This new clause would require the Chancellor of the Exchequer to report to the House on the impact of section 15 on early-stage investment volumes, investor participation and the UK’s international competitiveness.

Lucy Rigby Portrait Lucy Rigby
- Hansard - - - Excerpts

Clauses 14 and 15 double the maximum amount that a company can raise through the enterprise investment scheme and venture capital trusts scheme, as well as the gross assets limit for companies using the scheme. The VCT income tax relief will also be reduced from 30% to 20%.

The changes made by clause 14 will mean that, from April 2026, the EIS annual company investment limits will increase to £10 million, or £20 million for knowledge-intensive companies. The lifetime company investment limits will increase to £24 million, or £40 million for knowledge-intensive companies. The gross assets test will increase to £30 million before share issue, and £35 million after. Likewise, clause 15 will mean that from April 2026, the VCT company investment limits and gross assets test will increase to the same levels. Alongside that, as I said, the VCT up front income tax relief will decrease from 30% to 20% from April 2026.

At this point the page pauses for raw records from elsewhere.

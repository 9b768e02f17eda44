//! Link creation and resolution service.

use std::sync::Arc;

use crate::application::services::code_allocator::CodeAllocator;
use crate::domain::entities::{Link, NewLink};
use crate::domain::repositories::LinkRepository;
use crate::error::AppError;
use crate::utils::target_url::validate_target_url;
use serde_json::json;
use tokio::sync::Mutex;
use tracing::{debug, info, warn};

/// Upper bound for [`LinkService::list_recent`].
pub const MAX_RECENT_LIMIT: i64 = 100;

/// Service for creating, resolving and inspecting short links.
///
/// # Deduplication
///
/// Each target URL maps to at most one code. Lookups by URL run without
/// locking; the create path is serialized by an in-process lock and re-checks
/// the URL once the lock is held, so concurrent submissions of the same URL
/// all observe the same code.
pub struct LinkService<L: LinkRepository> {
    link_repository: Arc<L>,
    allocator: CodeAllocator<L>,
    create_lock: Mutex<()>,
}

impl<L: LinkRepository> LinkService<L> {
    /// Creates a new link service backed by `link_repository`.
    pub fn new(link_repository: Arc<L>) -> Self {
        let allocator = CodeAllocator::new(link_repository.clone());
        Self::with_allocator(link_repository, allocator)
    }

    /// Creates a link service with an explicitly configured allocator.
    pub fn with_allocator(link_repository: Arc<L>, allocator: CodeAllocator<L>) -> Self {
        Self {
            link_repository,
            allocator,
            create_lock: Mutex::new(()),
        }
    }

    /// Returns the code for `target_url`, creating a new link if none exists.
    ///
    /// Repeated submissions of the same URL return the same code and never
    /// create a second record.
    ///
    /// # Errors
    ///
    /// Returns [`AppError::Validation`] if the URL is empty or lacks an
    /// `http://`/`https://` prefix.
    ///
    /// Returns [`AppError::Internal`] on database errors. Code collisions on
    /// insert are retried and never returned.
    pub async fn get_or_create(&self, target_url: &str) -> Result<String, AppError> {
        let target_url = validate_target_url(target_url)?;

        if let Some(existing) = self.find_existing(&target_url).await? {
            return Ok(existing);
        }

        let _guard = self.create_lock.lock().await;

        if let Some(existing) = self.find_existing(&target_url).await? {
            return Ok(existing);
        }

        loop {
            let code = self.allocator.allocate().await?;

            match self
                .link_repository
                .insert(NewLink::now(code.clone(), target_url.clone()))
                .await
            {
                Ok(link) => {
                    metrics::counter!("links_created_total").increment(1);
                    info!(code = %link.code, target_url = %link.target_url, "Short link created");
                    return Ok(link.code);
                }
                Err(e) if e.is_conflict() => {
                    metrics::counter!("insert_conflicts_total").increment(1);
                    warn!(code = %code, "Short code taken by a concurrent insert, retrying");
                }
                Err(e) => return Err(e),
            }
        }
    }

    /// Resolves a code to its target URL and records one visit.
    ///
    /// # Errors
    ///
    /// Returns [`AppError::NotFound`] if the code is unknown.
    /// Returns [`AppError::Internal`] on database errors.
    pub async fn resolve(&self, code: &str) -> Result<String, AppError> {
        let link = self.stats(code).await?;
        let visits = self.link_repository.increment_visits(&link.code).await?;

        metrics::counter!("links_resolved_total").increment(1);
        debug!(code = %link.code, visits, "Short link resolved");

        Ok(link.target_url)
    }

    /// Returns the full record for a code without touching its visit count.
    ///
    /// # Errors
    ///
    /// Returns [`AppError::NotFound`] if the code is unknown.
    /// Returns [`AppError::Internal`] on database errors.
    pub async fn stats(&self, code: &str) -> Result<Link, AppError> {
        self.link_repository
            .find_by_code(code)
            .await?
            .ok_or_else(|| AppError::not_found("Short link not found", json!({ "code": code })))
    }

    /// Lists the most recently created links, newest first.
    ///
    /// `limit` is clamped to `0..=MAX_RECENT_LIMIT`.
    ///
    /// # Errors
    ///
    /// Returns [`AppError::Internal`] on database errors.
    pub async fn list_recent(&self, limit: i64) -> Result<Vec<Link>, AppError> {
        let limit = limit.clamp(0, MAX_RECENT_LIMIT);
        if limit == 0 {
            return Ok(Vec::new());
        }

        self.link_repository.list_recent(limit).await
    }

    async fn find_existing(&self, target_url: &str) -> Result<Option<String>, AppError> {
        let existing = self.link_repository.find_by_target_url(target_url).await?;

        if let Some(link) = &existing {
            metrics::counter!("links_deduplicated_total").increment(1);
            debug!(code = %link.code, "Target URL already shortened");
        }

        Ok(existing.map(|link| link.code))
    }
}

#[cfg(test)]
mod tests {
    use super::*;
    use crate::domain::repositories::MockLinkRepository;
    use chrono::Utc;

    fn create_test_link(id: i64, code: &str, url: &str, visits: i64) -> Link {
        Link::new(id, code.to_string(), url.to_string(), visits, Utc::now())
    }

    fn link_from(new_link: &NewLink) -> Link {
        Link::new(
            10,
            new_link.code.clone(),
            new_link.target_url.clone(),
            0,
            new_link.created_at,
        )
    }

    #[tokio::test]
    async fn test_get_or_create_success() {
        let mut mock_link_repo = MockLinkRepository::new();

        mock_link_repo
            .expect_find_by_target_url()
            .withf(|url| url == "https://example.com")
            .times(2)
            .returning(|_| Ok(None));

        mock_link_repo
            .expect_find_by_code()
            .times(1)
            .returning(|_| Ok(None));

        mock_link_repo
            .expect_insert()
            .withf(|new_link| new_link.target_url == "https://example.com")
            .times(1)
            .returning(|new_link| Ok(link_from(&new_link)));

        let service = LinkService::new(Arc::new(mock_link_repo));

        let code = service.get_or_create("https://example.com").await.unwrap();
        assert_eq!(code.len(), 6);
    }

    #[tokio::test]
    async fn test_get_or_create_deduplication() {
        let mut mock_link_repo = MockLinkRepository::new();

        let existing_link = create_test_link(5, "exist1", "https://example.com", 3);
        mock_link_repo
            .expect_find_by_target_url()
            .times(1)
            .returning(move |_| Ok(Some(existing_link.clone())));

        mock_link_repo.expect_find_by_code().times(0);
        mock_link_repo.expect_insert().times(0);

        let service = LinkService::new(Arc::new(mock_link_repo));

        let code = service.get_or_create("https://example.com").await.unwrap();
        assert_eq!(code, "exist1");
    }

    #[tokio::test]
    async fn test_get_or_create_trims_before_lookup() {
        let mut mock_link_repo = MockLinkRepository::new();

        let existing_link = create_test_link(5, "exist1", "https://example.com", 0);
        mock_link_repo
            .expect_find_by_target_url()
            .withf(|url| url == "https://example.com")
            .times(1)
            .returning(move |_| Ok(Some(existing_link.clone())));

        let service = LinkService::new(Arc::new(mock_link_repo));

        let code = service
            .get_or_create("   https://example.com  ")
            .await
            .unwrap();
        assert_eq!(code, "exist1");
    }

    #[tokio::test]
    async fn test_get_or_create_invalid_url() {
        let mut mock_link_repo = MockLinkRepository::new();
        mock_link_repo.expect_find_by_target_url().times(0);

        let service = LinkService::new(Arc::new(mock_link_repo));

        for url in ["", "ftp://x", "example.com"] {
            let result = service.get_or_create(url).await;
            assert!(matches!(result.unwrap_err(), AppError::Validation { .. }));
        }
    }

    #[tokio::test]
    async fn test_get_or_create_retries_on_insert_conflict() {
        let mut mock_link_repo = MockLinkRepository::new();

        mock_link_repo
            .expect_find_by_target_url()
            .times(2)
            .returning(|_| Ok(None));

        mock_link_repo
            .expect_find_by_code()
            .times(2)
            .returning(|_| Ok(None));

        let mut inserts = 0;
        mock_link_repo
            .expect_insert()
            .times(2)
            .returning(move |new_link| {
                inserts += 1;
                if inserts == 1 {
                    Err(AppError::conflict(
                        "Unique constraint violation",
                        json!({ "code": new_link.code }),
                    ))
                } else {
                    Ok(link_from(&new_link))
                }
            });

        let service = LinkService::new(Arc::new(mock_link_repo));

        let result = service.get_or_create("https://example.com/race").await;
        assert!(result.is_ok());
    }

    #[tokio::test]
    async fn test_get_or_create_propagates_store_failure() {
        let mut mock_link_repo = MockLinkRepository::new();

        mock_link_repo
            .expect_find_by_target_url()
            .times(2)
            .returning(|_| Ok(None));
        mock_link_repo
            .expect_find_by_code()
            .times(1)
            .returning(|_| Ok(None));
        mock_link_repo
            .expect_insert()
            .times(1)
            .returning(|_| Err(AppError::internal("Database error", json!({}))));

        let service = LinkService::new(Arc::new(mock_link_repo));

        let result = service.get_or_create("https://example.com").await;
        assert!(matches!(result.unwrap_err(), AppError::Internal { .. }));
    }

    #[tokio::test]
    async fn test_resolve_increments_and_returns_target() {
        let mut mock_link_repo = MockLinkRepository::new();

        let link = create_test_link(1, "abc123", "https://example.com/target", 4);
        mock_link_repo
            .expect_find_by_code()
            .withf(|code| code == "abc123")
            .times(1)
            .returning(move |_| Ok(Some(link.clone())));

        mock_link_repo
            .expect_increment_visits()
            .withf(|code| code == "abc123")
            .times(1)
            .returning(|_| Ok(5));

        let service = LinkService::new(Arc::new(mock_link_repo));

        let target = service.resolve("abc123").await.unwrap();
        assert_eq!(target, "https://example.com/target");
    }

    #[tokio::test]
    async fn test_resolve_not_found() {
        let mut mock_link_repo = MockLinkRepository::new();

        mock_link_repo
            .expect_find_by_code()
            .times(1)
            .returning(|_| Ok(None));
        mock_link_repo.expect_increment_visits().times(0);

        let service = LinkService::new(Arc::new(mock_link_repo));

        let result = service.resolve("nope00").await;
        assert!(matches!(result.unwrap_err(), AppError::NotFound { .. }));
    }

    #[tokio::test]
    async fn test_stats_does_not_count_a_visit() {
        let mut mock_link_repo = MockLinkRepository::new();

        let link = create_test_link(1, "abc123", "https://example.com", 7);
        mock_link_repo
            .expect_find_by_code()
            .times(1)
            .returning(move |_| Ok(Some(link.clone())));
        mock_link_repo.expect_increment_visits().times(0);

        let service = LinkService::new(Arc::new(mock_link_repo));

        let stats = service.stats("abc123").await.unwrap();
        assert_eq!(stats.visits, 7);
        assert_eq!(stats.target_url, "https://example.com");
    }

    #[tokio::test]
    async fn test_list_recent_clamps_limit() {
        let mut mock_link_repo = MockLinkRepository::new();

        mock_link_repo
            .expect_list_recent()
            .withf(|limit| *limit == MAX_RECENT_LIMIT)
            .times(1)
            .returning(|_| Ok(vec![]));

        let service = LinkService::new(Arc::new(mock_link_repo));

        assert!(service.list_recent(10_000).await.unwrap().is_empty());
    }

    #[tokio::test]
    async fn test_list_recent_non_positive_limit_skips_store() {
        let mut mock_link_repo = MockLinkRepository::new();
        mock_link_repo.expect_list_recent().times(0);

        let service = LinkService::new(Arc::new(mock_link_repo));

        assert!(service.list_recent(0).await.unwrap().is_empty());
        assert!(service.list_recent(-5).await.unwrap().is_empty());
    }
}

Government amendments 3 and 4 fix wording in clause 15 so that the annual and lifetime investment limits consistently apply to “the relevant company”, removing any ambiguity in how the VCT limits should be interpreted.

09:45
Amendment 29 would remove the VCT income tax reduction, leaving it at 30%, which would cost a total of £415 million over the scorecard period. The tax relief offered across the various venture capital schemes differs in several ways. For example, the venture capital trust scheme offers tax relief on dividend income, but the enterprise investment scheme does not.
Once the changes have been made, the VCT scheme remains a very attractive and generous option for investors seeking tax-efficient investment in UK start-ups and scale-ups, with 100% tax relief on dividend payments and 100% capital gains tax relief on the sale of shares, alongside the up-front 20% income tax relief.
I urge the Committee to reject amendment 29, to accept Government amendments 3 and 4 and clauses 14 and 15, and to reject new clause 1.
James Wild Portrait James Wild
- Hansard - - - Excerpts

Clauses 14 and 15 are a story of two halves. As the Chartered Institute of Taxation rather adeptly put it—we are grateful for its support in scrutinising the Bill—these changes give with one hand and take with the other. We support clause 14, but we have doubts about clause 15.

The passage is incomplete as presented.